How many lines in the data below have the string "free"? Reply with the number alone.

[Dataset entries]
******************************

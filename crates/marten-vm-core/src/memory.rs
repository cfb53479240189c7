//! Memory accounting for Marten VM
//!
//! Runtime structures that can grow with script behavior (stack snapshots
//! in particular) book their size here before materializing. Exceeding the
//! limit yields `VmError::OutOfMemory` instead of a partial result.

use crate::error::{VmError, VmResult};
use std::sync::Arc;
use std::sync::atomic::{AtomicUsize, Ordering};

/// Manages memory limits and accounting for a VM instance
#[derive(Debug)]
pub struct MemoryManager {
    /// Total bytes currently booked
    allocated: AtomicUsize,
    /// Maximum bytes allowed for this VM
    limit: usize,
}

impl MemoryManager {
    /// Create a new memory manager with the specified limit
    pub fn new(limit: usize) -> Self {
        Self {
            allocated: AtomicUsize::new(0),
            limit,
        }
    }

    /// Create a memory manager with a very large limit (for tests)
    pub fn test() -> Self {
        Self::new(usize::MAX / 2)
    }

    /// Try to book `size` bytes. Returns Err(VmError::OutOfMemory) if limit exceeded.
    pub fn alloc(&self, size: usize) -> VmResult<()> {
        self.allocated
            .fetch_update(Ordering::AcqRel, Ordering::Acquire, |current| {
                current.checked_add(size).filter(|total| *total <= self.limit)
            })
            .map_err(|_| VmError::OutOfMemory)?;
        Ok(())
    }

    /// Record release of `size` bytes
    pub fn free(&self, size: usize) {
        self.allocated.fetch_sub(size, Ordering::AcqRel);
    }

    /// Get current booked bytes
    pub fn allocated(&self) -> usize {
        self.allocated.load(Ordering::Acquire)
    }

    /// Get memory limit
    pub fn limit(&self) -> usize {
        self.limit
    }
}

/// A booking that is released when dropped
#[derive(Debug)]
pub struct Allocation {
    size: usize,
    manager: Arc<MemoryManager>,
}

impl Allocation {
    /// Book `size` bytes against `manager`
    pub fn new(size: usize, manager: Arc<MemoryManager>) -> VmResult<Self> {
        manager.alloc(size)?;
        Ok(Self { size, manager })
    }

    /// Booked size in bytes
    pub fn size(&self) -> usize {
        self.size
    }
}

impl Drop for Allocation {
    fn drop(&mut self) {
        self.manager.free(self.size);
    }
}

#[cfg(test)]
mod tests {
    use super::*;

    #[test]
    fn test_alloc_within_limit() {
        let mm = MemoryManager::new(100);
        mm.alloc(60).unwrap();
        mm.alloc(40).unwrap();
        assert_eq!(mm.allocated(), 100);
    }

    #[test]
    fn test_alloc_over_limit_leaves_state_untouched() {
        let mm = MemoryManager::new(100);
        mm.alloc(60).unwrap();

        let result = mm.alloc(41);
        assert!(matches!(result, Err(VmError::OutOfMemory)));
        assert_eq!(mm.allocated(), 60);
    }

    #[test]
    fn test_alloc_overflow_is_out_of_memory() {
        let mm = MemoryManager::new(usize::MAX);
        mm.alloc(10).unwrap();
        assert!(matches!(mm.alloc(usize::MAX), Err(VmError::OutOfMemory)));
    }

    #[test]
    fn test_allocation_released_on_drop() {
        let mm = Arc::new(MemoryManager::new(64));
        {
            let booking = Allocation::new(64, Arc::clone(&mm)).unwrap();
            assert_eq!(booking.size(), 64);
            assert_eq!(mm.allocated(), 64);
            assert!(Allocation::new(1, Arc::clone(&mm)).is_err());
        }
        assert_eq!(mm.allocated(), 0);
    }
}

******************************

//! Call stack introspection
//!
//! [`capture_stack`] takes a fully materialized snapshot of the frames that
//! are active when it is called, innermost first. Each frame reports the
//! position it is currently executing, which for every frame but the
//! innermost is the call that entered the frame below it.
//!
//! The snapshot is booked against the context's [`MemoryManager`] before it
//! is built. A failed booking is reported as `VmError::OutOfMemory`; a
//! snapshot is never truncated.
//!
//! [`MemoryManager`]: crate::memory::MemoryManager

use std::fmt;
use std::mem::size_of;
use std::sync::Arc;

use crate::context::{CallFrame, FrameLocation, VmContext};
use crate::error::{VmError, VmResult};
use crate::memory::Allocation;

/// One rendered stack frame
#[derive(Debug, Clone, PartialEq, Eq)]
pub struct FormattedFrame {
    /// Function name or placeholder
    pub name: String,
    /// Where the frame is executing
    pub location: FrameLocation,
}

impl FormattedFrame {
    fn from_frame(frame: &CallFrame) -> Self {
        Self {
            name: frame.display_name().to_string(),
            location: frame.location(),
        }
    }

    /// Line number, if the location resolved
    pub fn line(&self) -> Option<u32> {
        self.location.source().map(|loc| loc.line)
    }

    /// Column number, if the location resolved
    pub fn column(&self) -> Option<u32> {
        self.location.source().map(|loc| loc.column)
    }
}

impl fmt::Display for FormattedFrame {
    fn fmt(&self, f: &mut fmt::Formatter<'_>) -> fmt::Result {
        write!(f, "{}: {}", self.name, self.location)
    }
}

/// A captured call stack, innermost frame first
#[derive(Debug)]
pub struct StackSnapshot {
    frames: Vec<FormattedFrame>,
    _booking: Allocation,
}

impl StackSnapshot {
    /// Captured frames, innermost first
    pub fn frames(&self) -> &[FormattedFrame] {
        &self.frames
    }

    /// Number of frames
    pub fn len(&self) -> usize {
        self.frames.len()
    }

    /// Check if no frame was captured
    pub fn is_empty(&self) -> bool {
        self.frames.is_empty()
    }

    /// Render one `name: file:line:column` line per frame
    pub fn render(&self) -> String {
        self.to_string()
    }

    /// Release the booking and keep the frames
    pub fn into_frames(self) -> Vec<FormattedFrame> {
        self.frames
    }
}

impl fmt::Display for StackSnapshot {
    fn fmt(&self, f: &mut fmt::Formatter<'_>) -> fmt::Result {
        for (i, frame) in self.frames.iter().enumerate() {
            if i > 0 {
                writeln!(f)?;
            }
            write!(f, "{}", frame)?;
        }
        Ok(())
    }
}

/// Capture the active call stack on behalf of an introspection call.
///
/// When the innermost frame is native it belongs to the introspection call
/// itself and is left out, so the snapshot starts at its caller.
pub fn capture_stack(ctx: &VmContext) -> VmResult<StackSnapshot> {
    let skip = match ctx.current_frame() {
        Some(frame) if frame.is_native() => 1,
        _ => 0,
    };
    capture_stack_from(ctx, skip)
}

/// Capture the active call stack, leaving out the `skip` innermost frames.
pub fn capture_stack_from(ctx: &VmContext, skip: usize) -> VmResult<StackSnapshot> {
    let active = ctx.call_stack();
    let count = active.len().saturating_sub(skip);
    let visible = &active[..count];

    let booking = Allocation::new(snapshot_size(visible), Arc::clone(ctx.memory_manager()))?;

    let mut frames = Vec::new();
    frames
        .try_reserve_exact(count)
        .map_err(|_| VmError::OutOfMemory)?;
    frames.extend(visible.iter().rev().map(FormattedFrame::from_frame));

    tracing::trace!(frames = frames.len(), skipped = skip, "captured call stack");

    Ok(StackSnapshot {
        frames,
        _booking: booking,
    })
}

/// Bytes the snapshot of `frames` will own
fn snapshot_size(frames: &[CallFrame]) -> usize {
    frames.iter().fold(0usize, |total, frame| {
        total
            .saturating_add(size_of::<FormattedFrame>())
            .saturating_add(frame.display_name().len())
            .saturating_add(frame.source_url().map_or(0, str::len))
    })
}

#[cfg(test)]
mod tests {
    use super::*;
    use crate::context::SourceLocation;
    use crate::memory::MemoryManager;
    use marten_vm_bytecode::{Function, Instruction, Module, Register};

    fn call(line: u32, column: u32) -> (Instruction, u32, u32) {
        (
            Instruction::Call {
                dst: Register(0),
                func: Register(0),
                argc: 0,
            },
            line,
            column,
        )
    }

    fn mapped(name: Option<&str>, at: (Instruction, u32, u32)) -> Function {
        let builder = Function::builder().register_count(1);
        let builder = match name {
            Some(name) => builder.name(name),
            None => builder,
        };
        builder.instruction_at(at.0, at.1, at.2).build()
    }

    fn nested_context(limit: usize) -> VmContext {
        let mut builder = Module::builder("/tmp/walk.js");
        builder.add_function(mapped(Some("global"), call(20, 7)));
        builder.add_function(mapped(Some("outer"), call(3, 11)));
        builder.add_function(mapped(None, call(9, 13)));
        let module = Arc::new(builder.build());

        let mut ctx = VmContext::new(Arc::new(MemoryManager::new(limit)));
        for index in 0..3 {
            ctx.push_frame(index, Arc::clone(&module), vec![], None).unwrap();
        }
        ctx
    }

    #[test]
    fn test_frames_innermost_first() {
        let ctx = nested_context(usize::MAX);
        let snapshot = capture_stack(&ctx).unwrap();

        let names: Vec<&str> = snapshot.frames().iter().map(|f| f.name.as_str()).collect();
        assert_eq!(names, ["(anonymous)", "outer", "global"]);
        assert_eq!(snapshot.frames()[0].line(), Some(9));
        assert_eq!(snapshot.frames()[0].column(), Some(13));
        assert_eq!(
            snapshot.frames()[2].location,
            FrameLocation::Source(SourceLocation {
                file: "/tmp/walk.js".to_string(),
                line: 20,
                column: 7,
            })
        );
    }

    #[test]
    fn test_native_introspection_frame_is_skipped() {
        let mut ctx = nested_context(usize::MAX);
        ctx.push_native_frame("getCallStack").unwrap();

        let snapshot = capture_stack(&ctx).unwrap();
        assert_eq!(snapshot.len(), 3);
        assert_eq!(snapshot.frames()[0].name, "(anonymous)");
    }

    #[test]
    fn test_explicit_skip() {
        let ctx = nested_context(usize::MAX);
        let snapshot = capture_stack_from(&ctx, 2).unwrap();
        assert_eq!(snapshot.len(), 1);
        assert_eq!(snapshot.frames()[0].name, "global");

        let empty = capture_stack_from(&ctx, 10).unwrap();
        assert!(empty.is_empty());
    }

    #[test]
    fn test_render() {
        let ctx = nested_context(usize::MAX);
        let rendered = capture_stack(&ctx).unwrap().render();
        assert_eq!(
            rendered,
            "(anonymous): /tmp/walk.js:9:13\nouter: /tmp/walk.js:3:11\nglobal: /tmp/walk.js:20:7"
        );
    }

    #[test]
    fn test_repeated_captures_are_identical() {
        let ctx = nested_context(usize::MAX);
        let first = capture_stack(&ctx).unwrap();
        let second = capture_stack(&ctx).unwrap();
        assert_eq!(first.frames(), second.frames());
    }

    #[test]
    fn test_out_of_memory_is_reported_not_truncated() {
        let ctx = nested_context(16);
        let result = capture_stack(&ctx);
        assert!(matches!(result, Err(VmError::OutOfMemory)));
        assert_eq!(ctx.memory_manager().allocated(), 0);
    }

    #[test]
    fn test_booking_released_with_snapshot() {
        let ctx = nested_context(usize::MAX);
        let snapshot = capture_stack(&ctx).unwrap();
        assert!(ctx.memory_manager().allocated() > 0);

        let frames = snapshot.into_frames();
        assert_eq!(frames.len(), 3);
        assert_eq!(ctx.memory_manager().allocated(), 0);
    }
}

******************************

▸ Solution for this exercise
2